Clearwire IPO Take Two
from the play-it-again-Craig dept
Earlier this summer, WiMAX operator Clearwire filed and then quickly withdrew plans for an IPO, after Intel bestowed the company with a whopping $600 million investment, and Motorola bought its equipment unit for $300 million, ensuring that one of the biggest proponents of the technology would have all the cash it needs, free from public market scrutiny. Apparently that $900 million wasn't actually enough to tide the company over, as it's now re-submitted plans to go public, to raise another $400 million. It's quite a testament to the massive capex requirements for this company, that it needs to tap the public markets so soon after such a large infusion of cash. And it's worth noting that the amount the company expects to take in from the public is much less than it's received in the private market, confirming perhaps that its investors (primarily Intel) have given the company so much money, not because they anyone thinks it's a good investment, because they just want it to succeed. And yet, things don't look a whole lot better for the company.
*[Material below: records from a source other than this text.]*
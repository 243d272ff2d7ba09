//! Declarative resource/attribute mapping: binds SCIM attribute paths
//! to LDAP attribute types, and compiles SCIM filters against those
//! bindings.
//!
//! - [`config`] — the XML-persisted mapping configuration.
//! - [`builder`] — resolves configuration against a schema registry.
//! - [`attribute`] — the four attribute-mapper variants.
//! - [`resource`] — `ResourceMapping`, aggregating a resource's mappers.
//! - [`compiler`] — the filter-to-LDAP-filter compiler.

pub mod attribute;
pub mod builder;
pub mod compiler;
pub mod config;
pub mod resource;

pub use attribute::AttributeMapper;
pub use builder::build;
pub use config::{load_xml, ResourceMappingConfig};
pub use resource::ResourceMapping;
//! Schema registry: the read-only `(schemaURI, attributeName) -> descriptor`
//! and `resourceName -> descriptor` lookup tables.
//!
//! A registry is built once, at startup, and is thereafter immutable —
//! every lookup is a plain `HashMap` read, safe to share across worker
//! threads without locking.

use super::{embedded, types::Schema};
use std::collections::HashMap;

/// Registry of SCIM resource schemas.
///
/// Resource names are looked up case-insensitively; schema URIs are
/// looked up case-sensitively, per §4.A. Both indexes are normalized at
/// construction time rather than at every lookup.
#[derive(Debug, Clone)]
pub struct SchemaRegistry {
    by_resource_name: HashMap<String, Schema>,
    by_schema_uri: HashMap<String, Schema>,
}

impl SchemaRegistry {
    /// Build a registry from an explicit list of schemas.
    pub fn new(schemas: Vec<Schema>) -> Self {
        let mut by_resource_name = HashMap::with_capacity(schemas.len());
        let mut by_schema_uri = HashMap::with_capacity(schemas.len());

        for schema in schemas {
            by_resource_name.insert(schema.name.to_ascii_lowercase(), schema.clone());
            by_schema_uri.insert(schema.id.clone(), schema);
        }

        Self {
            by_resource_name,
            by_schema_uri,
        }
    }

    /// Build a registry with the embedded core `User` and `Group` schemas.
    ///
    /// The common case needs no external schema files.
    pub fn with_embedded_schemas() -> crate::error::Result<Self> {
        let user = embedded::core_user_schema()?;
        let group = embedded::core_group_schema()?;
        Ok(Self::new(vec![user, group]))
    }

    /// `lookupResource(name) -> descriptor | NotFound`.
    pub fn lookup_resource(&self, name: &str) -> Option<&Schema> {
        self.by_resource_name.get(&name.to_ascii_lowercase())
    }

    /// `lookupAttribute(schemaURI, name) -> descriptor | NotFound`.
    ///
    /// The schema URI is matched exactly; the attribute name is matched
    /// case-insensitively.
    pub fn lookup_attribute(
        &self,
        schema_uri: &str,
        name: &str,
    ) -> Option<&super::types::AttributeDefinition> {
        self.by_schema_uri
            .get(schema_uri)?
            .attributes
            .iter()
            .find(|a| a.name.eq_ignore_ascii_case(name))
    }

    /// `lookupSubAttribute(parent, name) -> descriptor | NotFound`.
    pub fn lookup_sub_attribute<'a>(
        &self,
        parent: &'a super::types::AttributeDefinition,
        name: &str,
    ) -> Option<&'a super::types::AttributeDefinition> {
        parent.sub_attribute(name)
    }

    /// All registered schemas, in no particular order.
    pub fn schemas(&self) -> impl Iterator<Item = &Schema> {
        self.by_schema_uri.values()
    }
}

impl Default for SchemaRegistry {
    fn default() -> Self {
        Self::with_embedded_schemas().expect("embedded schemas must parse")
    }
}
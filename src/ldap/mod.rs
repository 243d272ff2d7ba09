//! The LDAP-side data model: flat entries and compiled search filters,
//! both expressed as plain data rather than wrapping any particular
//! LDAP client crate — connecting to a directory is outside this
//! crate's scope.

pub mod entry;
pub mod filter;

pub use entry::{Attribute, Entry};
pub use filter::LdapFilter;
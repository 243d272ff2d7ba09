//! Error types for the SCIM↔LDAP mapping and filter-compilation core.
//!
//! The taxonomy is small and closed by design: the parser raises
//! `InvalidFilter`, transformations raise `UnsupportedConversion`,
//! configuration loading raises `Config`, and anything else that should be
//! unreachable raises `Internal`. Unknown attributes are never an error —
//! on write they are silently dropped, on filter compilation they compile
//! to an always-false filter. Both are logged at `debug!`/`warn!` instead.

/// The single error type threaded through schema lookup, value
/// transformation, attribute/resource mapping, and filter parsing.
#[derive(Debug, thiserror::Error)]
pub enum GatewayError {
    /// The filter parser could not make sense of the input.
    #[error("invalid filter at position {position}: {message}")]
    InvalidFilter {
        /// Byte offset into the filter string where parsing failed.
        position: usize,
        /// Human-readable description of the problem.
        message: String,
    },

    /// A transformation was asked to convert a value whose SCIM data type
    /// it does not support.
    #[error("transformation '{transformation}' does not support data type '{data_type}'")]
    UnsupportedConversion {
        /// Name of the transformation that rejected the value.
        transformation: &'static str,
        /// The SCIM data type that was rejected.
        data_type: String,
    },

    /// Mapping configuration failed to load.
    #[error("invalid mapping configuration{}: {message}", line.map(|l| format!(" (line {l})")).unwrap_or_default())]
    Config {
        /// Line number in the source document, when known.
        line: Option<usize>,
        /// Human-readable description of the problem.
        message: String,
    },

    /// A condition the implementation believes cannot occur. Surfacing
    /// this to a caller indicates a bug in this crate, not bad input.
    #[error("internal error: {0}")]
    Internal(String),
}

impl GatewayError {
    /// Build an [`GatewayError::InvalidFilter`].
    pub fn invalid_filter(position: usize, message: impl Into<String>) -> Self {
        Self::InvalidFilter {
            position,
            message: message.into(),
        }
    }

    /// Build an [`GatewayError::UnsupportedConversion`].
    pub fn unsupported_conversion(
        transformation: &'static str,
        data_type: impl Into<String>,
    ) -> Self {
        Self::UnsupportedConversion {
            transformation,
            data_type: data_type.into(),
        }
    }

    /// Build a [`GatewayError::Config`] with no line information.
    pub fn config(message: impl Into<String>) -> Self {
        Self::Config {
            line: None,
            message: message.into(),
        }
    }

    /// Build a [`GatewayError::Config`] annotated with a source line.
    pub fn config_at_line(line: usize, message: impl Into<String>) -> Self {
        Self::Config {
            line: Some(line),
            message: message.into(),
        }
    }
}

/// Result alias used throughout `schema`, `transform`, `filter`, and
/// `mapping`.
pub type Result<T> = std::result::Result<T, GatewayError>;

#[cfg(test)]
mod tests {
    use super::*;

    #[test]
    fn invalid_filter_message_includes_position() {
        let err = GatewayError::invalid_filter(7, "unexpected token");
        assert!(err.to_string().contains("position 7"));
        assert!(err.to_string().contains("unexpected token"));
    }

    #[test]
    fn config_error_includes_line_when_present() {
        let err = GatewayError::config_at_line(12, "unknown transformation 'bogus'");
        assert!(err.to_string().contains("line 12"));

        let err_no_line = GatewayError::config("missing resourceMapping");
        assert!(!err_no_line.to_string().contains("line"));
    }
}
/// Dispatch a simple comparison operator to an LDAP filter node. Total:
/// every [`CompareOp`] variant is handled, so this never needs to raise
/// `InternalError`.
fn compile_simple_op(
    op: CompareOp,
    ldap_attribute: &str,
    value: Option<&FilterValue>,
    transformation: Transformation,
) -> LdapFilter {
    if op == CompareOp::Pr {
        return LdapFilter::Present {
            attr: ldap_attribute.to_string(),
        };
    }
    let text = value.map(FilterValue::as_filter_text).unwrap_or_default();
    let filtered = transformation.to_ldap_filter_value(&text).into_bytes();
    match op {
        CompareOp::Eq => LdapFilter::Equality {
            attr: ldap_attribute.to_string(),
            value: filtered,
        },
        CompareOp::Co => LdapFilter::contains(ldap_attribute, filtered),
        CompareOp::Sw => LdapFilter::starts_with(ldap_attribute, filtered),
        CompareOp::Gt | CompareOp::Ge => LdapFilter::GreaterOrEqual {
            attr: ldap_attribute.to_string(),
            value: filtered,
        },
        CompareOp::Lt | CompareOp::Le => LdapFilter::LessOrEqual {
            attr: ldap_attribute.to_string(),
            value: filtered,
        },
        CompareOp::Pr => unreachable!("handled above"),
    }
}

fn json_to_simple_value(value: &Value, data_type: AttributeType) -> Option<SimpleValue> {
    match data_type {
        AttributeType::Boolean => value.as_bool().map(SimpleValue::Bool),
        AttributeType::Integer => value.as_i64().map(SimpleValue::Int),
        AttributeType::String | AttributeType::DateTime | AttributeType::Binary => {
            value.as_str().map(|s| SimpleValue::Str(s.to_string()))
        }
        AttributeType::Complex => None,
    }
}
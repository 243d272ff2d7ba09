//! Embedded core SCIM schemas, so a registry can be built without
//! reading any external schema files. Trimmed to the attributes the
//! mapping core actually binds mappings against.

use super::types::Schema;
use crate::error::{GatewayError, Result};

/// The core `User` schema (RFC 7643 §4.1), parsed from its embedded JSON.
pub fn core_user_schema() -> Result<Schema> {
    parse(USER_SCHEMA_JSON)
}

/// The core `Group` schema (RFC 7643 §4.2), parsed from its embedded JSON.
pub fn core_group_schema() -> Result<Schema> {
    parse(GROUP_SCHEMA_JSON)
}

fn parse(json: &str) -> Result<Schema> {
    serde_json::from_str(json)
        .map_err(|e| GatewayError::config(format!("embedded schema failed to parse: {e}")))
}

const USER_SCHEMA_JSON: &str = r#"{
  "id": "urn:ietf:params:scim:schemas:core:2.0:User",
  "name": "User",
  "description": "User Account",
  "attributes": [
    { "name": "id", "type": "string", "multiValued": false, "caseExact": true },
    { "name": "userName", "type": "string", "multiValued": false, "required": true },
    { "name": "externalId", "type": "string", "multiValued": false, "caseExact": true },
    { "name": "displayName", "type": "string", "multiValued": false },
    { "name": "nickName", "type": "string", "multiValued": false },
    { "name": "title", "type": "string", "multiValued": false },
    { "name": "userType", "type": "string", "multiValued": false },
    { "name": "preferredLanguage", "type": "string", "multiValued": false },
    { "name": "locale", "type": "string", "multiValued": false },
    { "name": "timezone", "type": "string", "multiValued": false },
    { "name": "active", "type": "boolean", "multiValued": false },
    {
      "name": "name",
      "type": "complex",
      "multiValued": false,
      "subAttributes": [
        { "name": "formatted", "type": "string", "multiValued": false },
        { "name": "familyName", "type": "string", "multiValued": false },
        { "name": "givenName", "type": "string", "multiValued": false },
        { "name": "middleName", "type": "string", "multiValued": false },
        { "name": "honorificPrefix", "type": "string", "multiValued": false },
        { "name": "honorificSuffix", "type": "string", "multiValued": false }
      ]
    },
    {
      "name": "emails",
      "type": "complex",
      "multiValued": true,
      "canonicalValues": ["work", "home", "other"],
      "subAttributes": [
        { "name": "value", "type": "string", "multiValued": false, "required": true },
        { "name": "type", "type": "string", "multiValued": false, "canonicalValues": ["work", "home", "other"] },
        { "name": "primary", "type": "boolean", "multiValued": false },
        { "name": "display", "type": "string", "multiValued": false }
      ]
    },
    {
      "name": "phoneNumbers",
      "type": "complex",
      "multiValued": true,
      "canonicalValues": ["work", "home", "mobile", "fax", "pager", "other"],
      "subAttributes": [
        { "name": "value", "type": "string", "multiValued": false, "required": true },
        { "name": "type", "type": "string", "multiValued": false, "canonicalValues": ["work", "home", "mobile", "fax", "pager", "other"] },
        { "name": "primary", "type": "boolean", "multiValued": false },
        { "name": "display", "type": "string", "multiValued": false }
      ]
    },
    {
      "name": "addresses",
      "type": "complex",
      "multiValued": true,
      "canonicalValues": ["work", "home", "other"],
      "subAttributes": [
        { "name": "formatted", "type": "string", "multiValued": false },
        { "name": "streetAddress", "type": "string", "multiValued": false },
        { "name": "locality", "type": "string", "multiValued": false },
        { "name": "region", "type": "string", "multiValued": false },
        { "name": "postalCode", "type": "string", "multiValued": false },
        { "name": "country", "type": "string", "multiValued": false },
        { "name": "type", "type": "string", "multiValued": false, "canonicalValues": ["work", "home", "other"] },
        { "name": "primary", "type": "boolean", "multiValued": false }
      ]
    },
    {
      "name": "meta",
      "type": "complex",
      "multiValued": false,
      "subAttributes": [
        { "name": "resourceType", "type": "string", "multiValued": false, "caseExact": true },
        { "name": "created", "type": "dateTime", "multiValued": false },
        { "name": "lastModified", "type": "dateTime", "multiValued": false },
        { "name": "location", "type": "string", "multiValued": false },
        { "name": "version", "type": "string", "multiValued": false, "caseExact": true }
      ]
    }
  ]
}"#;

const GROUP_SCHEMA_JSON: &str = r#"{
  "id": "urn:ietf:params:scim:schemas:core:2.0:Group",
  "name": "Group",
  "description": "Group",
  "attributes": [
    { "name": "id", "type": "string", "multiValued": false, "caseExact": true },
    { "name": "externalId", "type": "string", "multiValued": false },
    { "name": "displayName", "type": "string", "multiValued": false },
    {
      "name": "meta",
      "type": "complex",
      "multiValued": false,
      "subAttributes": [
        { "name": "resourceType", "type": "string", "multiValued": false },
        { "name": "created", "type": "dateTime", "multiValued": false },
        { "name": "lastModified", "type": "dateTime", "multiValued": false },
        { "name": "location", "type": "string", "multiValued": false },
        { "name": "version", "type": "string", "multiValued": false }
      ]
    },
    {
      "name": "members",
      "type": "complex",
      "multiValued": true,
      "canonicalValues": ["User", "Group"],
      "subAttributes": [
        { "name": "value", "type": "string", "multiValued": false },
        { "name": "$ref", "type": "string", "multiValued": false },
        { "name": "type", "type": "string", "multiValued": false, "canonicalValues": ["User", "Group"] },
        { "name": "display", "type": "string", "multiValued": false }
      ]
    }
  ]
}"#;

#[cfg(test)]
mod tests {
    use super::*;

    #[test]
    fn user_schema_parses_with_expected_id() {
        let schema = core_user_schema().unwrap();
        assert_eq!(schema.id, "urn:ietf:params:scim:schemas:core:2.0:User");
        assert_eq!(schema.name, "User");
        assert!(schema.attributes.iter().any(|a| a.name == "emails"));
    }

    #[test]
    fn group_schema_parses_with_expected_id() {
        let schema = core_group_schema().unwrap();
        assert_eq!(schema.id, "urn:ietf:params:scim:schemas:core:2.0:Group");
        let members = schema
            .attributes
            .iter()
            .find(|a| a.name == "members")
            .unwrap();
        assert_eq!(members.canonical_values, vec!["User", "Group"]);
    }
}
According to the S-1, the company's subscriber growth isn't particularly impressive, given how small its base is, along with all of the money (and hype) it's received. Since the start of the year, it's added about 130,000 subscribers, bringing the total to 188,000. And after bleeding away $200 million in the first nine months of the year, the company still has no timeline for profitability. The one factor working in its favor is the overall market. The stock market was weak this summer, and the offering might have been associated with Vonage's botched IPO. Now, with the market at record highs, and a slew of successful offerings of late, it should at least benefit from better conditions.